- Supplied entries -
//! # Stake-Proof
//!
//! Proof-of-stake consensus validation for coinstake transactions.
//!
//! This crate decides whether a coinstake is a valid stake claim for the
//! next block: a hash lottery weighted by the staked amount, salted with a
//! chained stake modifier, plus the maturity and timestamp rules around it.
//!
//! ## Architecture
//!
//! - Target codec (`target`): compact difficulty encoding and 256-bit targets
//! - Stake hashing (`hash`, `modifier`, `kernel`): modifier chaining and the kernel hash
//! - Chain access (`chain`, `coins`): block index arena and UTXO view
//! - Validation (`timestamp`, `confirmation`, `stake_cache`, `pos`)
//!
//! ## Design Principles
//!
//! 1. **Pure Functions**: validation reads a caller-supplied snapshot and never mutates it
//! 2. **Explicit Parameters**: consensus parameters travel with every call
//! 3. **Exact Version Pinning**: all consensus-critical dependencies pinned to exact versions
//! 4. **Rejections Are Values**: consensus failures are outcomes, not errors
//!
//! ## Usage
//!
//! ```rust
//! use stake_proof::StakeProof;
//! use stake_proof::chain::{ChainIndex, NewBlock};
//! use stake_proof::types::*;
//!
//! let proof = StakeProof::regtest();
//! let mut chain = ChainIndex::new();
//! let genesis = chain.connect_block(None, NewBlock {
//!     time: 1_600_000_000,
//!     bits: 0x1e00ffff,
//!     tx_pos: DiskTxPos::new(0, 0),
//!     hash_proof_of_stake: [0; 32],
//! }).unwrap();
//!
//! let prev = chain.block(genesis).unwrap();
//! assert_eq!(*prev.stake_modifier(), [0u8; 32]);
//! assert!(proof.is_valid_block_header_timestamp(1_600_000_016));
//! ```

pub mod types;
pub mod constants;
pub mod config;
pub mod error;
pub mod hash;
pub mod target;
pub mod chain;
pub mod coins;
pub mod modifier;
pub mod timestamp;
pub mod kernel;
pub mod confirmation;
pub mod stake_cache;
pub mod pos;

// Re-export commonly used types
pub use types::*;
pub use constants::*;
pub use config::{ConsensusParams, Network};
pub use error::{ConsensusError, Result};

use chain::BlockRef;
use coins::CoinsView;
use pos::ScriptVerifier;
use stake_cache::StakeCache;

/// Proof-of-stake validator bound to one set of consensus parameters
///
/// # Examples
///
/// ```
/// use stake_proof::{ConsensusParams, StakeProof};
///
/// let proof = StakeProof::new(ConsensusParams::mainnet());
/// assert_eq!(proof.params().stake_min_confirmations, 500);
/// ```
#[derive(Debug, Clone)]
pub struct StakeProof {
    params: ConsensusParams,
}

impl StakeProof {
    pub fn new(params: ConsensusParams) -> Self {
        StakeProof { params }
    }

    pub fn for_network(network: Network) -> Self {
        Self::new(ConsensusParams::for_network(network))
    }

    pub fn regtest() -> Self {
        Self::new(ConsensusParams::regtest())
    }

    pub fn params(&self) -> &ConsensusParams {
        &self.params
    }

    /// Validate the coinstake of a block built on `prev`
    ///
    /// # Examples
    ///
    /// ```
    /// use stake_proof::{StakeProof, COIN, DOS_SEVERE};
    /// use stake_proof::chain::{ChainIndex, NewBlock};
    /// use stake_proof::pos::{ScriptError, ScriptVerifier};
    /// use stake_proof::types::*;
    ///
    /// struct AcceptAll;
    /// impl ScriptVerifier for AcceptAll {
    ///     fn verify(&self, _: &ByteString, _: &ByteString, _: &Transaction, _: usize, _: Amount)
    ///         -> Result<(), ScriptError> { Ok(()) }
    /// }
    ///
    /// let proof = StakeProof::regtest();
    /// let mut chain = ChainIndex::new();
    /// let genesis = chain.connect_block(None, NewBlock {
    ///     time: 1_600_000_000,
    ///     bits: 0x1e00ffff,
    ///     tx_pos: DiskTxPos::new(0, 0),
    ///     hash_proof_of_stake: [0; 32],
    /// }).unwrap();
    ///
    /// let tx = Transaction {
    ///     version: 1,
    ///     inputs: vec![TransactionInput {
    ///         prevout: OutPoint::new([1; 32], 0),
    ///         script_sig: vec![],
    ///         sequence: 0xffffffff,
    ///     }],
    ///     outputs: vec![
    ///         TransactionOutput { value: 0, script_pubkey: vec![] },
    ///         TransactionOutput { value: 10 * COIN, script_pubkey: vec![0x51] },
    ///     ],
    ///     lock_time: 0,
    /// };
    ///
    /// // The kernel's coin is not in the UTXO set
    /// let outcome = proof
    ///     .check_proof_of_stake(chain.block(genesis).unwrap(), &tx, 0x1e00ffff, 1_600_000_016, &UtxoSet::new(), &AcceptAll)
    ///     .unwrap();
    /// assert_eq!(outcome.misbehavior(), DOS_SEVERE);
    /// ```
    pub fn check_proof_of_stake(
        &self,
        prev: BlockRef<'_>,
        tx: &Transaction,
        bits: u32,
        block_time: u32,
        view: &dyn CoinsView,
        verifier: &dyn ScriptVerifier,
    ) -> Result<ValidationOutcome> {
        pos::check_proof_of_stake(prev, tx, bits, block_time, view, verifier, &self.params)
    }

    /// Check one candidate output for a winning kernel, optionally through a session cache
    pub fn check_kernel(
        &self,
        prev: BlockRef<'_>,
        bits: u32,
        time: u32,
        outpoint: &OutPoint,
        view: &dyn CoinsView,
        cache: Option<&StakeCache>,
    ) -> bool {
        pos::check_kernel(prev, bits, time, outpoint, view, cache, &self.params)
    }

    /// Precompute kernel inputs for `outpoint` into a session cache
    pub fn cache_kernel(&self, cache: &mut StakeCache, outpoint: &OutPoint, prev: BlockRef<'_>, view: &dyn CoinsView) {
        stake_cache::cache_kernel(cache, outpoint, prev, view, &self.params)
    }

    pub fn check_stake_kernel_hash(
        &self,
        prev: BlockRef<'_>,
        bits: u32,
        block_from_time: u32,
        amount: Amount,
        prevout: &OutPoint,
        time: u32,
    ) -> bool {
        kernel::check_stake_kernel_hash(prev, bits, block_from_time, amount, prevout, time)
    }

    pub fn compute_stake_modifier(&self, prev: Option<BlockRef<'_>>, kernel: &Hash) -> Hash {
        modifier::compute_stake_modifier(prev, kernel)
    }

    /// # Examples
    ///
    /// ```
    /// use stake_proof::StakeProof;
    ///
    /// let proof = StakeProof::regtest();
    /// assert!(proof.is_valid_coinstake_timestamp(1_600_000_000, 1_600_000_000));
    /// assert!(!proof.is_valid_coinstake_timestamp(1_600_000_001, 1_600_000_001));
    /// ```
    pub fn is_valid_coinstake_timestamp(&self, block_time: i64, tx_time: i64) -> bool {
        timestamp::is_valid_coinstake_timestamp(block_time, tx_time, &self.params)
    }

    pub fn is_valid_block_header_timestamp(&self, block_time: i64) -> bool {
        timestamp::is_valid_block_header_timestamp(block_time, &self.params)
    }

    pub fn is_confirmed_in_prev_blocks(&self, tx_pos: &DiskTxPos, from: BlockRef<'_>, max_depth: u32) -> Option<u32> {
        confirmation::is_confirmed_in_prev_blocks(tx_pos, from, max_depth)
    }
}

impl Default for StakeProof {
    fn default() -> Self {
        Self::new(ConsensusParams::default())
    }
}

- Work task -
Return all of the above records exactly, leaving no line out.

- Answer section -
//! # Stake-Proof
//!
//! Proof-of-stake consensus validation for coinstake transactions.
//!
//! This crate decides whether a coinstake is a valid stake claim for the
//! next block: a hash lottery weighted by the staked amount, salted with a
//! chained stake modifier, plus the maturity and timestamp rules around it.
//!
//! ## Architecture
//!
//! - Target codec (`target`): compact difficulty encoding and 256-bit targets
//! - Stake hashing (`hash`, `modifier`, `kernel`): modifier chaining and the kernel hash
//! - Chain access (`chain`, `coins`): block index arena and UTXO view
//! - Validation (`timestamp`, `confirmation`, `stake_cache`, `pos`)
//!
//! ## Design Principles
//!
//! 1. **Pure Functions**: validation reads a caller-supplied snapshot and never mutates it
//! 2. **Explicit Parameters**: consensus parameters travel with every call
//! 3. **Exact Version Pinning**: all consensus-critical dependencies pinned to exact versions
//! 4. **Rejections Are Values**: consensus failures are outcomes, not errors
//!
//! ## Usage
//!
//! ```rust
//! use stake_proof::StakeProof;
//! use stake_proof::chain::{ChainIndex, NewBlock};
//! use stake_proof::types::*;
//!
//! let proof = StakeProof::regtest();
//! let mut chain = ChainIndex::new();
//! let genesis = chain.connect_block(None, NewBlock {
//!     time: 1_600_000_000,
//!     bits: 0x1e00ffff,
//!     tx_pos: DiskTxPos::new(0, 0),
//!     hash_proof_of_stake: [0; 32],
//! }).unwrap();
//!
//! let prev = chain.block(genesis).unwrap();
//! assert_eq!(*prev.stake_modifier(), [0u8; 32]);
//! assert!(proof.is_valid_block_header_timestamp(1_600_000_016));
//! ```

pub mod types;
pub mod constants;
pub mod config;
pub mod error;
pub mod hash;
pub mod target;
pub mod chain;
pub mod coins;
pub mod modifier;
pub mod timestamp;
pub mod kernel;
pub mod confirmation;
pub mod stake_cache;
pub mod pos;

// Re-export commonly used types
pub use types::*;
pub use constants::*;
pub use config::{ConsensusParams, Network};
pub use error::{ConsensusError, Result};

use chain::BlockRef;
use coins::CoinsView;
use pos::ScriptVerifier;
use stake_cache::StakeCache;

/// Proof-of-stake validator bound to one set of consensus parameters
///
/// # Examples
///
/// ```
/// use stake_proof::{ConsensusParams, StakeProof};
///
/// let proof = StakeProof::new(ConsensusParams::mainnet());
/// assert_eq!(proof.params().stake_min_confirmations, 500);
/// ```
#[derive(Debug, Clone)]
pub struct StakeProof {
    params: ConsensusParams,
}

impl StakeProof {
    pub fn new(params: ConsensusParams) -> Self {
        StakeProof { params }
    }

    pub fn for_network(network: Network) -> Self {
        Self::new(ConsensusParams::for_network(network))
    }

    pub fn regtest() -> Self {
        Self::new(ConsensusParams::regtest())
    }

    pub fn params(&self) -> &ConsensusParams {
        &self.params
    }

    /// Validate the coinstake of a block built on `prev`
    ///
    /// # Examples
    ///
    /// ```
    /// use stake_proof::{StakeProof, COIN, DOS_SEVERE};
    /// use stake_proof::chain::{ChainIndex, NewBlock};
    /// use stake_proof::pos::{ScriptError, ScriptVerifier};
    /// use stake_proof::types::*;
    ///
    /// struct AcceptAll;
    /// impl ScriptVerifier for AcceptAll {
    ///     fn verify(&self, _: &ByteString, _: &ByteString, _: &Transaction, _: usize, _: Amount)
    ///         -> Result<(), ScriptError> { Ok(()) }
    /// }
    ///
    /// let proof = StakeProof::regtest();
    /// let mut chain = ChainIndex::new();
    /// let genesis = chain.connect_block(None, NewBlock {
    ///     time: 1_600_000_000,
    ///     bits: 0x1e00ffff,
    ///     tx_pos: DiskTxPos::new(0, 0),
    ///     hash_proof_of_stake: [0; 32],
    /// }).unwrap();
    ///
    /// let tx = Transaction {
    ///     version: 1,
    ///     inputs: vec![TransactionInput {
    ///         prevout: OutPoint::new([1; 32], 0),
    ///         script_sig: vec![],
    ///         sequence: 0xffffffff,
    ///     }],
    ///     outputs: vec![
    ///         TransactionOutput { value: 0, script_pubkey: vec![] },
    ///         TransactionOutput { value: 10 * COIN, script_pubkey: vec![0x51] },
    ///     ],
    ///     lock_time: 0,
    /// };
    ///
    /// // The kernel's coin is not in the UTXO set
    /// let outcome = proof
    ///     .check_proof_of_stake(chain.block(genesis).unwrap(), &tx, 0x1e00ffff, 1_600_000_016, &UtxoSet::new(), &AcceptAll)
    ///     .unwrap();
    /// assert_eq!(outcome.misbehavior(), DOS_SEVERE);
    /// ```
    pub fn check_proof_of_stake(
        &self,
        prev: BlockRef<'_>,
        tx: &Transaction,
        bits: u32,
        block_time: u32,
        view: &dyn CoinsView,
        verifier: &dyn ScriptVerifier,
    ) -> Result<ValidationOutcome> {
        pos::check_proof_of_stake(prev, tx, bits, block_time, view, verifier, &self.params)
    }

    /// Check one candidate output for a winning kernel, optionally through a session cache
    pub fn check_kernel(
        &self,
        prev: BlockRef<'_>,
        bits: u32,
        time: u32,
        outpoint: &OutPoint,
        view: &dyn CoinsView,
        cache: Option<&StakeCache>,
    ) -> bool {
        pos::check_kernel(prev, bits, time, outpoint, view, cache, &self.params)
    }

    /// Precompute kernel inputs for `outpoint` into a session cache
    pub fn cache_kernel(&self, cache: &mut StakeCache, outpoint: &OutPoint, prev: BlockRef<'_>, view: &dyn CoinsView) {
        stake_cache::cache_kernel(cache, outpoint, prev, view, &self.params)
    }

    pub fn check_stake_kernel_hash(
        &self,
        prev: BlockRef<'_>,
        bits: u32,
        block_from_time: u32,
        amount: Amount,
        prevout: &OutPoint,
        time: u32,
    ) -> bool {
        kernel::check_stake_kernel_hash(prev, bits, block_from_time, amount, prevout, time)
    }

    pub fn compute_stake_modifier(&self, prev: Option<BlockRef<'_>>, kernel: &Hash) -> Hash {
        modifier::compute_stake_modifier(prev, kernel)
    }

    /// # Examples
    ///
    /// ```
    /// use stake_proof::StakeProof;
    ///
    /// let proof = StakeProof::regtest();
    /// assert!(proof.is_valid_coinstake_timestamp(1_600_000_000, 1_600_000_000));
    /// assert!(!proof.is_valid_coinstake_timestamp(1_600_000_001, 1_600_000_001));
    /// ```
    pub fn is_valid_coinstake_timestamp(&self, block_time: i64, tx_time: i64) -> bool {
        timestamp::is_valid_coinstake_timestamp(block_time, tx_time, &self.params)
    }

    pub fn is_valid_block_header_timestamp(&self, block_time: i64) -> bool {
        timestamp::is_valid_block_header_timestamp(block_time, &self.params)
    }

    pub fn is_confirmed_in_prev_blocks(&self, tx_pos: &DiskTxPos, from: BlockRef<'_>, max_depth: u32) -> Option<u32> {
        confirmation::is_confirmed_in_prev_blocks(tx_pos, from, max_depth)
    }
}

impl Default for StakeProof {
    fn default() -> Self {
        Self::new(ConsensusParams::default())
    }
}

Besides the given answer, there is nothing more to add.